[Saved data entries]
++++++++

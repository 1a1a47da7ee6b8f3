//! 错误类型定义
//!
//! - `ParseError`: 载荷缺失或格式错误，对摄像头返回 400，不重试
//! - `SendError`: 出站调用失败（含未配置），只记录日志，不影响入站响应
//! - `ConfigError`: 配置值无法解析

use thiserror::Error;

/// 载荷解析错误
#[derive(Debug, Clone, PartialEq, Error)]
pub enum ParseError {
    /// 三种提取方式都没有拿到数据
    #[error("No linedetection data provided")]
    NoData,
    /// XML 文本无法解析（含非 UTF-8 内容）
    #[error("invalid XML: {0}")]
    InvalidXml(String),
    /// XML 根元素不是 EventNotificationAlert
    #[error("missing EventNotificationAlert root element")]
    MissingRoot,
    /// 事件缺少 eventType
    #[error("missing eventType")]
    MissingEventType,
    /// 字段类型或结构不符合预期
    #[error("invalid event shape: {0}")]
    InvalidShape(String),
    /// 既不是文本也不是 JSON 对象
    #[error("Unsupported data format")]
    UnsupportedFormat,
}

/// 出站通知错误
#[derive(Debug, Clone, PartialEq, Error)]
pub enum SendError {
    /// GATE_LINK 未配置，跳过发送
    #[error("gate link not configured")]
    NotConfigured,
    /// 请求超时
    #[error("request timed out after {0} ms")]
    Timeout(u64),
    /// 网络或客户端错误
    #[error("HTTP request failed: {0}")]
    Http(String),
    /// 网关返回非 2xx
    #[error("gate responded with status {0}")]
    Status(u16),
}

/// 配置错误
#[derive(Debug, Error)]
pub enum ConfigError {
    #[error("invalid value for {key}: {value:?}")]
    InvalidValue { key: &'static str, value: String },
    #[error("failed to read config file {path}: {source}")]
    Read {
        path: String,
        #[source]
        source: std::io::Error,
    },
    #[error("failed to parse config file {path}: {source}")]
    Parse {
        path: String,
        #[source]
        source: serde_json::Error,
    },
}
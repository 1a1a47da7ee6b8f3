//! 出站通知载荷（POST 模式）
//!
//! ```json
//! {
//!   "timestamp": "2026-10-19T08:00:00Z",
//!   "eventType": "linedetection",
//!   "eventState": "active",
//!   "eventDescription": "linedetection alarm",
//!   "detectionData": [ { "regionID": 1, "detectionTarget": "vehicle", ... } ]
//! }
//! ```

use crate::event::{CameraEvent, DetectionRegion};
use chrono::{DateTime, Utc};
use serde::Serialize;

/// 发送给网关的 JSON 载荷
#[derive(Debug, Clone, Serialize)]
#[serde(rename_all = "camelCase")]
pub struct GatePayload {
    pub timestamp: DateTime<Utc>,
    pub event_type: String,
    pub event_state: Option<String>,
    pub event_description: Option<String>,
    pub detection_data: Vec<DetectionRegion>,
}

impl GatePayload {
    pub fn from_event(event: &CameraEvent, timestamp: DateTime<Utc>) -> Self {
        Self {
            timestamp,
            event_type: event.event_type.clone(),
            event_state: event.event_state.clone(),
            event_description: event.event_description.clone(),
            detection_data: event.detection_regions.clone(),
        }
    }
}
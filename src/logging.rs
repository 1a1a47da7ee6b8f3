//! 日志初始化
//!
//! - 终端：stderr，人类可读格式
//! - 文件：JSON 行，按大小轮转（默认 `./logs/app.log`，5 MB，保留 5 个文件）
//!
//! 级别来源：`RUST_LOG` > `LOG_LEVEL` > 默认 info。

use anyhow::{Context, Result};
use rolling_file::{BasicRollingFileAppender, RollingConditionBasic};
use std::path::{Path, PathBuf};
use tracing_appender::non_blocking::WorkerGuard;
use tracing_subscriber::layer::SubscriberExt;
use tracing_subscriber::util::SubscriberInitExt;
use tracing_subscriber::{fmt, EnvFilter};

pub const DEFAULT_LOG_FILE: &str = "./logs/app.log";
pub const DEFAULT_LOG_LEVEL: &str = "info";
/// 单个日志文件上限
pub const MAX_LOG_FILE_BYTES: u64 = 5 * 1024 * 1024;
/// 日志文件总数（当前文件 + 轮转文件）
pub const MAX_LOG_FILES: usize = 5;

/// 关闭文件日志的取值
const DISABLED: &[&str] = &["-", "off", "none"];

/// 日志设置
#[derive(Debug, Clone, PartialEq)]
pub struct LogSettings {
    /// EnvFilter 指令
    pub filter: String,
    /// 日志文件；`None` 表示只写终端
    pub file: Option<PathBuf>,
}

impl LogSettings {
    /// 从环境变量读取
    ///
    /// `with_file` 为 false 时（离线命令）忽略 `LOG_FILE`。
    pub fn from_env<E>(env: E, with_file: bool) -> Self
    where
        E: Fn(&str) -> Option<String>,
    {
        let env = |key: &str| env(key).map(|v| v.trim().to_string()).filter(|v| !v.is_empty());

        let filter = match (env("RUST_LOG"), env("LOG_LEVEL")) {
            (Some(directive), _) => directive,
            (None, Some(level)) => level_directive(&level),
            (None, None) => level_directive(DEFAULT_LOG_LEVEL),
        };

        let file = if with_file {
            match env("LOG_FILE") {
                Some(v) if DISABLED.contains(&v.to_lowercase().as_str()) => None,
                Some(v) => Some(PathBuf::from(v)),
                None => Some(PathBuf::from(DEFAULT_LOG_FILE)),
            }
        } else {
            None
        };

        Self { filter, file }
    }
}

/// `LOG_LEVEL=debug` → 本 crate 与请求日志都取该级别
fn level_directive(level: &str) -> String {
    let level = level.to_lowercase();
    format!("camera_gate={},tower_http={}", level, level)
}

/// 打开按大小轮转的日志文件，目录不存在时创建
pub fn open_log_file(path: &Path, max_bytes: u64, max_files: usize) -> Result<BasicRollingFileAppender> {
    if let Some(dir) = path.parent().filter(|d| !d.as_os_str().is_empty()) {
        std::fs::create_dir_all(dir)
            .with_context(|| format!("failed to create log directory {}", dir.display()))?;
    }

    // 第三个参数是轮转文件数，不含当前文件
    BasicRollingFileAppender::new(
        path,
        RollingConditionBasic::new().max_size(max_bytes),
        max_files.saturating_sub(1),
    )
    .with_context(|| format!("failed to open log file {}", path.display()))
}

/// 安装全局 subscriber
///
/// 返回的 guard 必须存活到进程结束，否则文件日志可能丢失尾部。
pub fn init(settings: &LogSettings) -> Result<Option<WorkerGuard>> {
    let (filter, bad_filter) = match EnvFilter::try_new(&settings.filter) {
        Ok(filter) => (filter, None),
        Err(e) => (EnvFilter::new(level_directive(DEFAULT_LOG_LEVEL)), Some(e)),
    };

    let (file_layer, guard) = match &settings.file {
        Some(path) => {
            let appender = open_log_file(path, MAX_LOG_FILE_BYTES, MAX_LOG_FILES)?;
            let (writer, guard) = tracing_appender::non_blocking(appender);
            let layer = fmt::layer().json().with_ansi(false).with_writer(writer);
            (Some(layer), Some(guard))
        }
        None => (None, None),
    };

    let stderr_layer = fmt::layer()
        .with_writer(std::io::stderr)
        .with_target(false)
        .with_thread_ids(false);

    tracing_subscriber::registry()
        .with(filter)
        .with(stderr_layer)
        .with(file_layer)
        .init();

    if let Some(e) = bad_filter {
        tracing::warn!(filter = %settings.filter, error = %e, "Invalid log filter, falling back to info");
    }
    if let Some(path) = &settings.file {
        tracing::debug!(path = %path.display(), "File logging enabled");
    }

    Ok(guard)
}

++++++++

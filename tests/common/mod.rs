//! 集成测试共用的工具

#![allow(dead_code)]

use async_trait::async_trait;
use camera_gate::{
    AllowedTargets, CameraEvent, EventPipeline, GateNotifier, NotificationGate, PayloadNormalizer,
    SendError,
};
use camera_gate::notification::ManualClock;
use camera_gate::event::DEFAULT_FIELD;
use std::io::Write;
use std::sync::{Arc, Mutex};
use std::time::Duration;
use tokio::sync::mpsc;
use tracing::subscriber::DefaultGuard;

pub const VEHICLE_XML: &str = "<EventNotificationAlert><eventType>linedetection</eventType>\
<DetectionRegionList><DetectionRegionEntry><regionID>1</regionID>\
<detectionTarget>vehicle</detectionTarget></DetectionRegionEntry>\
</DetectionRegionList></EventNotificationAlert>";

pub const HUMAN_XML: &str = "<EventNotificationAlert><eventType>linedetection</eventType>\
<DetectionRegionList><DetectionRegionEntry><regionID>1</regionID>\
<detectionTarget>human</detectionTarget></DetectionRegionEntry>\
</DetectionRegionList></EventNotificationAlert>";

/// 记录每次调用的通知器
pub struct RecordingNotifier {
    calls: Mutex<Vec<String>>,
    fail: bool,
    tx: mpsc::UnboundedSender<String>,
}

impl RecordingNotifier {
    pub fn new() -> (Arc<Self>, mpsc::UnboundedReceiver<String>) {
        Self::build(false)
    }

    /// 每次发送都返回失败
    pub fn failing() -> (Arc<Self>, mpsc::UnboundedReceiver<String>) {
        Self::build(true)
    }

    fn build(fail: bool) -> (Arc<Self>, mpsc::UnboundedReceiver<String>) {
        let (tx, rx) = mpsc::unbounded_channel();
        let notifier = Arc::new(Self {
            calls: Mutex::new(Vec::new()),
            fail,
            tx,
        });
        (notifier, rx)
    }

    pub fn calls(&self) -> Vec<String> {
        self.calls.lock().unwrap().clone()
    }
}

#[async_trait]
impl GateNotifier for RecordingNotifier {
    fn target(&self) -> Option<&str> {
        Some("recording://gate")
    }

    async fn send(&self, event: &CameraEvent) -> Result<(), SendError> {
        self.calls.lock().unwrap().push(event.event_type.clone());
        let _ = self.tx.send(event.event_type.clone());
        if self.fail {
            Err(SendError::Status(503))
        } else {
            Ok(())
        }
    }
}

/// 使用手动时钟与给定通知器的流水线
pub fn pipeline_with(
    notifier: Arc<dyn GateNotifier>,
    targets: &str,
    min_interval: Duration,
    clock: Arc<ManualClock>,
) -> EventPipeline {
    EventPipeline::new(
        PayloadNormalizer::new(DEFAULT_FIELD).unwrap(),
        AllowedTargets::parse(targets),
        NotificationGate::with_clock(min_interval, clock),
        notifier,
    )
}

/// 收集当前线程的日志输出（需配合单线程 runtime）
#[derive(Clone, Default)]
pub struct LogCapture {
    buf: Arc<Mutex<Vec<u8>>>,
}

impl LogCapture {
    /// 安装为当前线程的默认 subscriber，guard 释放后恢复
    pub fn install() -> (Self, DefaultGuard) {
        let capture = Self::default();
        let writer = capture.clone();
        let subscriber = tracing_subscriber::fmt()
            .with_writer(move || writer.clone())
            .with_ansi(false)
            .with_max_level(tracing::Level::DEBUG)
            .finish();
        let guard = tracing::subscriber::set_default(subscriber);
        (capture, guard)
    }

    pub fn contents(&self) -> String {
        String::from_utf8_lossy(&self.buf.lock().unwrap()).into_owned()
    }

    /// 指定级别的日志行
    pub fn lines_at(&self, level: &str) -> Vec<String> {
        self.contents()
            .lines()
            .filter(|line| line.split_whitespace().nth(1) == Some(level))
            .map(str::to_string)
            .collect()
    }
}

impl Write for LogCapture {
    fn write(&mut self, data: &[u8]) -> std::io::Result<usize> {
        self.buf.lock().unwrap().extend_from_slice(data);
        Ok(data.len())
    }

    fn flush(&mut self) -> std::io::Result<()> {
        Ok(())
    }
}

++++++++

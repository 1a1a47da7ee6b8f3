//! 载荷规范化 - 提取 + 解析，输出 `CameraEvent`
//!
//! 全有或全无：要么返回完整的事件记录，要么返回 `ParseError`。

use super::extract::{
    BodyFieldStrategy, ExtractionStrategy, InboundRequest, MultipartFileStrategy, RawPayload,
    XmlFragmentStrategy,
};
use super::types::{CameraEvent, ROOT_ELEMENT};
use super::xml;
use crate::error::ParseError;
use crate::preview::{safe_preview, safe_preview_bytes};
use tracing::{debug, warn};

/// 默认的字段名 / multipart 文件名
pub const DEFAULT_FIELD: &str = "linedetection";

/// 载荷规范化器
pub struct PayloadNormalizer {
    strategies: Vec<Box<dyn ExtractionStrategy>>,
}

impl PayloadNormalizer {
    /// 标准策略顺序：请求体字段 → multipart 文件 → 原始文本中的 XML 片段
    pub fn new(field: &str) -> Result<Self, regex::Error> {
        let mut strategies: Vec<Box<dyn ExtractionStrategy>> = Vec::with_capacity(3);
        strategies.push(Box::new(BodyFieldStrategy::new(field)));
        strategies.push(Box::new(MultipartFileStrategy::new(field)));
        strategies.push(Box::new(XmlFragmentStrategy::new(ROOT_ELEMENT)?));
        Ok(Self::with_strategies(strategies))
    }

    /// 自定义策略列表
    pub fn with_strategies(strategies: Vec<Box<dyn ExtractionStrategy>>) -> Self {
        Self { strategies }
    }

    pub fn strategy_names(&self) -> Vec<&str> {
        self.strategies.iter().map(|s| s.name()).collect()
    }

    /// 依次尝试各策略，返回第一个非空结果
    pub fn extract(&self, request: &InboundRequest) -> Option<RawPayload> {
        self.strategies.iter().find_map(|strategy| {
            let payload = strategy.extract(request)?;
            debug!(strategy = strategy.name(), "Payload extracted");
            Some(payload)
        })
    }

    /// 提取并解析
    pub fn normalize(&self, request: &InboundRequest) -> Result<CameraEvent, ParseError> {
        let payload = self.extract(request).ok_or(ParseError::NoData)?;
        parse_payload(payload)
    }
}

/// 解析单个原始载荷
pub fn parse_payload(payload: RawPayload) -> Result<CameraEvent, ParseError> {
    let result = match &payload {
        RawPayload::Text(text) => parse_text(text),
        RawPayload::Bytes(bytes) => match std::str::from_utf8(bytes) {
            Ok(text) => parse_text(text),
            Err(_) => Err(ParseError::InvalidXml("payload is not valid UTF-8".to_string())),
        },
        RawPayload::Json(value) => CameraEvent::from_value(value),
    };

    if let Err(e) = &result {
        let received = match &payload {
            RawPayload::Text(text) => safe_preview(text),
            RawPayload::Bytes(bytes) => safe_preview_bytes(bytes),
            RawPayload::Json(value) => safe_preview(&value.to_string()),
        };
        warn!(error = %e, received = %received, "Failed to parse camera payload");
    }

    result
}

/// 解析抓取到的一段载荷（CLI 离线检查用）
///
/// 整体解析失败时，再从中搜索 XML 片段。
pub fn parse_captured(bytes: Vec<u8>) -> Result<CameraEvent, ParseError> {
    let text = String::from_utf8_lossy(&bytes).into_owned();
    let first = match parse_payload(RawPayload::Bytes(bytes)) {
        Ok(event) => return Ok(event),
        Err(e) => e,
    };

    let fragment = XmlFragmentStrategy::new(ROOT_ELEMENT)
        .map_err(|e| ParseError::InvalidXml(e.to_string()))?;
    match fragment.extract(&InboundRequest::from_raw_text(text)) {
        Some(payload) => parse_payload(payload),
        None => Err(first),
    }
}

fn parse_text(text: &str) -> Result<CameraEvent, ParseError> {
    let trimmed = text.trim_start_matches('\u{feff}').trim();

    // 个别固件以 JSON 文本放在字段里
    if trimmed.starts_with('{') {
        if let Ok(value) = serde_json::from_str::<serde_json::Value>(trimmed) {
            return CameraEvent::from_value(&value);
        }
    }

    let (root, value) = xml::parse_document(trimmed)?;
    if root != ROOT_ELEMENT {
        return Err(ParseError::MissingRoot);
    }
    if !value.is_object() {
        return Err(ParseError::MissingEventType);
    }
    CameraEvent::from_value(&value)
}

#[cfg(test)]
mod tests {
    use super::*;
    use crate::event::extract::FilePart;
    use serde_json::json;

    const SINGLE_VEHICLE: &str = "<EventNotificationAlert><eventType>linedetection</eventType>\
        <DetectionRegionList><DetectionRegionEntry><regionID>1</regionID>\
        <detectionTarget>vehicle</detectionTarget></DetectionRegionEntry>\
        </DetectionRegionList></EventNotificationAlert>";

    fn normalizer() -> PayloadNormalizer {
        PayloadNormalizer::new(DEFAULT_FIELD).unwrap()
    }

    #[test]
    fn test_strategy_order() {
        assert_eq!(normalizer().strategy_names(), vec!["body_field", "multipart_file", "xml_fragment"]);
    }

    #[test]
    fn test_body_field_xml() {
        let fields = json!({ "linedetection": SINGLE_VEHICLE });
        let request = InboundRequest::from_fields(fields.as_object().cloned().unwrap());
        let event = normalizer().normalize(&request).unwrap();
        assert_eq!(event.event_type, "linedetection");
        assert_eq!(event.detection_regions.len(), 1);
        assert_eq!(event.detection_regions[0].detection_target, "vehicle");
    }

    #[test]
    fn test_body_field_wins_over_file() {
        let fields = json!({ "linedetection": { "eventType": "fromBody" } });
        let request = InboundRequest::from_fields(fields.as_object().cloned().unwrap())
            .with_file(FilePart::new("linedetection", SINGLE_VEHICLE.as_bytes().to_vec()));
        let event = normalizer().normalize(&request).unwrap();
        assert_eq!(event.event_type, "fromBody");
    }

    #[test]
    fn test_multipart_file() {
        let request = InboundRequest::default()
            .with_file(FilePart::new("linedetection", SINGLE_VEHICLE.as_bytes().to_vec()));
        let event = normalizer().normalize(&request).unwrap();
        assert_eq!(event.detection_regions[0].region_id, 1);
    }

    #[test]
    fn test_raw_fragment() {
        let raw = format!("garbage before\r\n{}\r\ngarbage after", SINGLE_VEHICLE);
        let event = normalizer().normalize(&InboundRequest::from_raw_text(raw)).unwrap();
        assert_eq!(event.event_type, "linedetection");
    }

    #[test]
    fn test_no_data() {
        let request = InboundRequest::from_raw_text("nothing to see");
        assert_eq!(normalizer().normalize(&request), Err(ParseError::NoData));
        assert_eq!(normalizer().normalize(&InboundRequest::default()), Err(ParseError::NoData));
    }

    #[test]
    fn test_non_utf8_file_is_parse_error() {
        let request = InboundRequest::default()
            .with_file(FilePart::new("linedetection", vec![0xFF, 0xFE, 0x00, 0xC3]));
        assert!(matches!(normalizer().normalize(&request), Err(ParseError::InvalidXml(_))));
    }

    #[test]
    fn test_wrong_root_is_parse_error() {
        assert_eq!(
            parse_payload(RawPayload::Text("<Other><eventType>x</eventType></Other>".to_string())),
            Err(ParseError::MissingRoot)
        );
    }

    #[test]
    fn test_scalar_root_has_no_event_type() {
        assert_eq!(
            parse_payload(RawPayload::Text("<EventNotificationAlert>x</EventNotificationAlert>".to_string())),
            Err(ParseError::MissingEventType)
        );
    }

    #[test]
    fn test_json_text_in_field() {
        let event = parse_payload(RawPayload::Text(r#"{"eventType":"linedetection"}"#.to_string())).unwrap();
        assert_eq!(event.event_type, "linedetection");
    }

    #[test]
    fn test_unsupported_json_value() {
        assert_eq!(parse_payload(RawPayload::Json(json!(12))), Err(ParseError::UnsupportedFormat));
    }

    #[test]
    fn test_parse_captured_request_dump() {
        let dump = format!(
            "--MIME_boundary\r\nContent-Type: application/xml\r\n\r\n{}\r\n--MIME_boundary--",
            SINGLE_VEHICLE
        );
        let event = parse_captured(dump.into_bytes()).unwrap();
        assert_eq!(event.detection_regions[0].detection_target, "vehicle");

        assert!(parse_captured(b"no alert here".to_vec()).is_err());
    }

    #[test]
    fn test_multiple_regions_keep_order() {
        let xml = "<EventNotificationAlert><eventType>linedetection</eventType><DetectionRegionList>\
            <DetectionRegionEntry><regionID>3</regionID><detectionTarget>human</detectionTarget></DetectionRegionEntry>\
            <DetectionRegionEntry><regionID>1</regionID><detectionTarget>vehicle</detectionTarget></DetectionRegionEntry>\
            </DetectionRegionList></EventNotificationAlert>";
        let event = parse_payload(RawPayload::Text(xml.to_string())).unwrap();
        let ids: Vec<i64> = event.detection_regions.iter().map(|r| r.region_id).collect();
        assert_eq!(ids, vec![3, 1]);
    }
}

++++++++

What is the number of lines above that hold the string "EnvFilter"? Answer with that number alone.

• _SOLUTION TO THE PROBLEM_: 4